Other pipelines, such as STAP (Wu et a!., 2008), have used 
publicly available databases and packages like BLASTN, 
ClustalW and PhyML to automate the process of alignment 
construction and phylogenetic inference. The mor (Hibbett 
et al., 2005) pipeline implements the automated extension of 
phylogenetic trees with new taxa, albeit with the specific focus 
of producing automated taxonomies of homohasidiomycetes. 

2 FRAMEWORK OVERVIEW 

In the following, we outline our framework for perpetually 
updating phylogenetic trees that can handle > 20 000 taxa. 

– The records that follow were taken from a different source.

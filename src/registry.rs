use crate::descriptor::Identity;
use core::hash::Hash;
use hashbrown::{hash_map::Entry, HashMap};
use tracing::{trace, warn};

/// Association between live nodes and descriptor identities.
///
/// Implementations must keep the association one-to-one: at most one handle per identity and vice versa.
pub trait IdentityRegistry<K> {
	fn register(&mut self, handle: K, identity: Identity);

	/// Returns whether `handle` was registered. Unregistering an unknown handle is a no-op.
	fn unregister(&mut self, handle: &K) -> bool;

	fn is_registered(&self, handle: &K) -> bool;
	fn lookup(&self, identity: &Identity) -> Option<K>;
	fn identity_of(&self, handle: &K) -> Option<Identity>;
}

/// Bidirectional [`IdentityRegistry`] over two hash maps.
#[derive(Debug)]
pub struct Registry<K: Hash + Eq> {
	by_identity: HashMap<Identity, K>,
	by_handle: HashMap<K, Identity>,
}
impl<K: Hash + Eq> Default for Registry<K> {
	fn default() -> Self {
		Self::new()
	}
}
impl<K: Hash + Eq> Registry<K> {
	#[must_use]
	pub fn new() -> Self {
		Self {
			by_identity: HashMap::new(),
			by_handle: HashMap::new(),
		}
	}

	#[must_use]
	pub fn len(&self) -> usize {
		debug_assert_eq!(self.by_identity.len(), self.by_handle.len());
		self.by_handle.len()
	}

	#[must_use]
	pub fn is_empty(&self) -> bool {
		self.len() == 0
	}

	pub fn identities(&self) -> impl Iterator<Item = &Identity> {
		self.by_identity.keys()
	}
}
impl<K: Clone + Hash + Eq + core::fmt::Debug> IdentityRegistry<K> for Registry<K> {
	fn register(&mut self, handle: K, identity: Identity) {
		if let Some(previous) = self.by_handle.remove(&handle) {
			trace!("Re-registering {:?}, dropping previous identity.", handle);
			self.by_identity.remove(&previous);
		}
		match self.by_identity.entry(identity.clone()) {
			Entry::Occupied(mut occupied) => {
				warn!("Identity was already bound to {:?}. Evicting it in favour of {:?}.", occupied.get(), handle);
				let evicted = occupied.insert(handle.clone());
				self.by_handle.remove(&evicted);
			}
			Entry::Vacant(vacant) => {
				vacant.insert(handle.clone());
			}
		}
		self.by_handle.insert(handle, identity);
	}

	fn unregister(&mut self, handle: &K) -> bool {
		match self.by_handle.remove(handle) {
			Some(identity) => {
				self.by_identity.remove(&identity);
				true
			}
			None => false,
		}
	}

	fn is_registered(&self, handle: &K) -> bool {
		self.by_handle.contains_key(handle)
	}

	fn lookup(&self, identity: &Identity) -> Option<K> {
		self.by_identity.get(identity).cloned()
	}

	fn identity_of(&self, handle: &K) -> Option<Identity> {
		self.by_handle.get(handle).cloned()
	}
}

#[cfg(test)]
mod tests {
	use super::{IdentityRegistry, Registry};
	use crate::descriptor::Identity;

	#[test]
	fn register_and_lookup() {
		let mut registry = Registry::new();
		registry.register(1_u32, Identity::new("a"));
		assert_eq!(registry.lookup(&Identity::new("a")), Some(1));
		assert_eq!(registry.identity_of(&1), Some(Identity::new("a")));
		assert!(registry.is_registered(&1));
	}

	#[test]
	fn unregister_unknown_is_noop() {
		let mut registry = Registry::<u32>::new();
		assert!(!registry.unregister(&7));
		assert!(registry.is_empty());
	}

	#[test]
	fn identity_is_bound_to_one_handle() {
		let mut registry = Registry::new();
		registry.register(1_u32, Identity::new("a"));
		registry.register(2_u32, Identity::new("a"));
		assert_eq!(registry.lookup(&Identity::new("a")), Some(2));
		assert!(!registry.is_registered(&1));
		assert_eq!(registry.len(), 1);
	}

	#[test]
	fn handle_is_bound_to_one_identity() {
		let mut registry = Registry::new();
		registry.register(1_u32, Identity::new("a"));
		registry.register(1_u32, Identity::new("b"));
		assert_eq!(registry.lookup(&Identity::new("a")), None);
		assert_eq!(registry.lookup(&Identity::new("b")), Some(1));
		assert_eq!(registry.len(), 1);
	}
}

PUmPER comprises (i) an extension of PHLAWD (Smith 
et al., 2009) that retrieves GenBank sequences and subsequently 
builds or extends multiple sequence alignments (MSAs), and (ii) 

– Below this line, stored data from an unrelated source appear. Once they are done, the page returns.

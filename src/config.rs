use std::borrow::Cow;

/// Capabilities of the host environment, resolved once by the embedder.
#[derive(Debug, Clone, Copy, Default, PartialEq, Eq)]
pub struct HostProfile {
	/// The outer box reports margins inconsistently, so the panel's own width can't be trusted
	/// and available width has to be derived from the outer element instead.
	pub box_model_quirk: bool,
	/// The horizontal float style property is called `styleFloat` rather than `cssFloat`.
	pub legacy_float: bool,
}
impl HostProfile {
	#[must_use]
	pub const fn standards() -> Self {
		Self {
			box_model_quirk: false,
			legacy_float: false,
		}
	}

	#[must_use]
	pub const fn quirks() -> Self {
		Self {
			box_model_quirk: true,
			legacy_float: true,
		}
	}
}

pub const DEFAULT_CLASS_NAME: &str = "v-csslayout";
pub const DEFAULT_CONTAINER_TAG: &str = "csslayout";

/// Per-layout configuration.
#[derive(Debug, Clone, PartialEq, Eq)]
pub struct FlowConfig {
	/// Base class of the outer element. The margin element and panel are classed `<base>-margin` and `<base>-container`.
	pub class_name: Cow<'static, str>,
	/// Descriptor tag of children that are nested flow layouts themselves.
	pub container_tag: Cow<'static, str>,
	pub profile: HostProfile,
}
impl Default for FlowConfig {
	fn default() -> Self {
		Self {
			class_name: Cow::Borrowed(DEFAULT_CLASS_NAME),
			container_tag: Cow::Borrowed(DEFAULT_CONTAINER_TAG),
			profile: HostProfile::standards(),
		}
	}
}
impl FlowConfig {
	#[must_use]
	pub fn new() -> Self {
		Self::default()
	}

	#[must_use]
	pub fn with_class_name(mut self, class_name: impl Into<Cow<'static, str>>) -> Self {
		self.class_name = class_name.into();
		self
	}

	#[must_use]
	pub fn with_container_tag(mut self, container_tag: impl Into<Cow<'static, str>>) -> Self {
		self.container_tag = container_tag.into();
		self
	}

	#[must_use]
	pub fn with_profile(mut self, profile: HostProfile) -> Self {
		self.profile = profile;
		self
	}

	pub(crate) fn class(&self, suffix: &str) -> String {
		format!("{}-{}", self.class_name, suffix)
	}
}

the phylogenetic tree inference component, based on ExaML 
(Stamatakis and Aberer, 2013) and RAxML- Light (Stamatakis 
et al., 2012), that infers/extends the trees via maximum likelihood 
(ML) tree searches. ExaML and RAxML-Light are dedicated 
HPC versions of RAxML that runs on clusters using the 
Message Passing Interface (MPI). It can infer new trees from 
scratch or extend given trees by additional taxa. Additionally, 
we developed an iterative procedure that perpetually updates 
trees. Each iteration consists of the execution of two stages: the 
generation of an MSA, and the subsequent inference of a set of 
trees. 

The initial iteration is special because it builds the initial MSA 
and ML tree set from scratch. Setting up an initial iteration re- 
quires editing a PHLAWD configuration file. This file contains 
the NCBI taxonomic rank (clade name) and the gene(s) for 
which a MSA shall be assembled. PHLAWD then queries 
GenBank to construct the MSA. Based on this initial MSA, 
our framework conducts a given number of independent ML 
tree searches (on distinct randomized stepwise addition order 
parsimony starting trees) and executes them in parallel to gener- 
ate an initial set of ML trees. The number of tree searches to 
conduct, and the size of the tree set to keep, is specified by the 
user in a separate configuration file.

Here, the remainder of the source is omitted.